Re: (Seemingly) Broken interactions between Net::Server and IO::Pipe?
by tcf03 (Deacon) on Mar 07, 2006 at 19:42 UTC
    I get the following from that code
    2006/03/07-14:16:21 CONNECT TCP Peer: "127.0.0.1:36018" Local: "127.0. +0.1:8097" testing! Use of uninitialized value in concatenation (.) or string at server.pl + line 23. Got: >Line = <
    Looks like its doing what its supposed to. What version of Perl? Im using 5.8.5 under Linux.

    UPDATE:
    Or when connecting from a remote machine:
    Got: >Line = <


    Ted
    --
    "That which we persist in doing becomes easier, not that the task itself has become easier, but that our ability to perform it has improved."
      --Ralph Waldo Emerson
      Nope, what you're seeing is exactly the broken behavior that I mentioned.
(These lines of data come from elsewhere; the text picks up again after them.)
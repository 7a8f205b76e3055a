use super::{ends_with_domain, SubdomainModule};
use crate::model::TargetDomain;
use crate::modules::{HttpFetch, Module};
use crate::{Error, Result};
use async_trait::async_trait;
use serde_json::Value;
use std::collections::HashSet;
use tracing::{debug, instrument, trace};

// region:        --- Module info

pub struct AnubisDb {}

impl AnubisDb {
    pub fn new() -> Self {
        Self {}
    }
}

impl Module for AnubisDb {
    fn name(&self) -> String {
        "subdomains/anubisdb".to_string()
    }

    fn description(&self) -> String {
        "Use anubisdb.com to find subdomains".to_string()
    }
}

// endregion:     --- Module info

#[async_trait]
impl SubdomainModule for AnubisDb {
    #[instrument(name = "enumerate", level = "debug", fields(module = %self.name()), skip_all)]
    async fn enumerate(
        &self,
        http: &dyn HttpFetch,
        domain: &TargetDomain,
    ) -> Result<HashSet<String>> {
        let url = format!("https://anubisdb.com/anubis/subdomains/{}", domain);
        let body = http.get_text(&url).await?;

        let subdomains = extract_subdomains(&body, domain)?;
        debug!("{} collected", subdomains.len());
        Ok(subdomains)
    }
}

/// Body is a JSON array, non-string entries are ignored.
pub fn extract_subdomains(body: &str, domain: &TargetDomain) -> Result<HashSet<String>> {
    let entries: Vec<Value> = match serde_json::from_str(body)? {
        Value::Array(entries) => entries,
        other => {
            return Err(Error::UnexpectedPayload(format!(
                "expected an array, got {}",
                other
            )))
        }
    };

    Ok(entries
        .iter()
        .filter_map(Value::as_str)
        .filter(|subdomain| ends_with_domain(subdomain, domain))
        .inspect(|subdomain| trace!("Collecting: {:?}", subdomain))
        .map(String::from)
        .collect())
}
This section:
      sub process_request { my $self = shift; my $x = Feeder->new(); my $line = $x->get_line(); print "Line = $line\n"; }
      should be reading the first line from the client file, so $line should be #!/usr/bin/perl -w. The fact that it's not set to anything means that the pipe's not working. I'm running with 5.8.8 under Linux as well. IO::Pipe is identifying itself as version 1.13 and Net::Server is version 0.90.
        I have never used IO::Pipe before, but from the docs it looks like you need to do a
        while(<$pipe>) { read from pipe... }
        when I run it it cats out the file fine, Id probably replace IO::Pipe with a routine that reads the file one line at a time. At least from what Ive read, that seems to be the desired effect.

        UPDATE
        BTW, when running this code on Cygwin, I get the following:
        ted@skywalkerii ~ $ perl client.pl 2006/03/08-02:31:02 CONNECT TCP Peer: "127.0.0.1:1245" Local: "127.0.0 +.1:8097" Use of uninitialized value in concatenation (.) or string at server.pl + line 23. Got: >Line = < #!/usr/bin/perl -w # client use strict; use IO::Socket::INET; my $sock = IO::Socket::INET->new(PeerHost => 'localhost', PeerPort => 8097, Proto => 'tcp', ); die "Unable to connect" unless $sock->connected(); while (my $receive = <$sock>) { print "Got: >$receive<\n"; }
        after copying client.pl to /home/ted/foo/client

        Ted
        --
        "That which we persist in doing becomes easier, not that the task itself has become easier, but that our ability to perform it has improved."